Todavia, não é apenas do preconceito racial que o escritor se ressentia. Ele manifestou seu desconforto com o rótulo de “comunista” para qualquer um que defendesse uma maior igualdade social.
“Muitos intelectuais em nossos países foram rotulados de comunistas porque desejam proporcionar uma vida melhor aos menos favorecidos, porque falaram ou escreveram contra a ditadura e a opressão em seus países ou contra a pressão de trustes estrangeiros. Os senhores precisam esquecer as vantagens imediatas e aprender quem são seus verdadeiros amigos”, falou.
A desaprovação de tal postura se soma a outra, que pode soar atual em um momento de negacionista de fatos científicos e ataques a acadêmicos e intelectuais.
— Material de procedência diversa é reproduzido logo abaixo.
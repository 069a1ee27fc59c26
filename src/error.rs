use thiserror::Error as ThisError;

/// Errors that can occur while building or running sinks
#[derive(ThisError, Debug)]
pub enum Error {
    /// I/O operation failed.
    #[error("IO error: {0}")]
    Io(#[from] std::io::Error),
    /// Configuration is invalid.
    #[error("Configuration error: {0}")]
    Config(String),
    /// Initialization failed.
    #[error("Initialization error: {0}")]
    Init(String),
    /// Timestamp formatting or parsing failed.
    #[error("Time error: {0}")]
    Time(#[from] time::error::Error),
    /// JSON serialization failed.
    #[error("JSON error: {0}")]
    Json(#[from] serde_json::Error),
}

impl Error {
    /// Returns true for errors that reflect a programming mistake rather than
    /// a runtime environment failure.
    pub fn is_config(&self) -> bool {
        matches!(self, Error::Config(_))
    }
}

/// Result type alias
pub type Result<T> = std::result::Result<T, Error>;
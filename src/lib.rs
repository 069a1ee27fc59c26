//! # jsonsink
//!
//! Structured events written as one JSON object per line.
//!
//! ## Features
//!
//! - JSON output to the console, a single file, or a series of dated files
//! - Date and size based rolling with a bounded number of retained files
//! - Per-sink minimum levels, switchable at runtime
//! - Sink failures reported on a side channel instead of to the caller
//! - Integration with the `tracing` ecosystem
//!
//! ## Example
//!
//! ```rust,no_run
//! use jsonsink::{Level, Logger, RollingFileConfig};
//! use std::collections::BTreeMap;
//!
//! let logger = Logger::builder()
//!     .json_console(Level::Information)
//!     .json_rolling_file(
//!         RollingFileConfig::new("logs/app-{Date}.json").with_retained_file_count_limit(Some(7)),
//!     )?
//!     .build();
//!
//! let mut properties = BTreeMap::new();
//! properties.insert("Username".to_string(), "alice".into());
//! logger.write(Level::Information, "Hello, world from {Username}!", properties);
//! # Ok::<(), jsonsink::Error>(())
//! ```

pub mod builder;
pub mod config;
pub mod error;
pub mod event;
pub mod file;
pub mod format;
pub mod layer;
pub mod logger;
pub mod retention;
pub mod rolling;
pub mod rotation;
pub mod selflog;
pub mod sink;
pub mod tracing_init;
pub mod writer;

pub use builder::LoggerBuilder;
pub use config::{
    DEFAULT_FILE_SIZE_LIMIT_BYTES, DEFAULT_RETAINED_FILE_COUNT_LIMIT, DiagnosticsConfig,
    FileSinkConfig, LogConfig, RollingFileConfig,
};
pub use error::{Error, Result};
pub use event::{Event, Level, LevelSwitch};
pub use file::FileSink;
pub use format::{Formatter, JsonFormatter, render_template};
pub use layer::EventLayer;
pub use logger::Logger;
pub use rolling::{RollingFileSink, RollingState};
pub use rotation::{Decision, FileIdentity, PathTemplate, RollingPolicy, parse_size};
pub use selflog::{SELFLOG_TARGET, SelfLog};
pub use sink::{ConsoleSink, NullSink, Sink};
pub use tracing_init::init_diagnostics;
pub use writer::FileWriter;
Segundo ele, não só atrás da Cortina de Ferro, mas nos países democráticos, intelectuais “são encarados com desconfiança e má vontade por políticos reacionários e grandes empresários, que os consideram um elemento perturbador”.
Por sua vez, argumenta Verissimo, o “empreendedor, o industrial, o empresário é glorificado”. A diferença de tratamento ocorre, segundo o autor, como “resultado da sutil e insistente influência da própria doutrina que desejam combater e varrer da face da terra, os líderes do mundo ocidental parecem ter chegado à conclusão de que todos os problemas humanos podem ser resolvidos por meios econômico”.
“Em uma época de grandes contrastes e disputas, seus discursos até se assemelham com algumas coisas que vivemos hoje”, diz Fauri.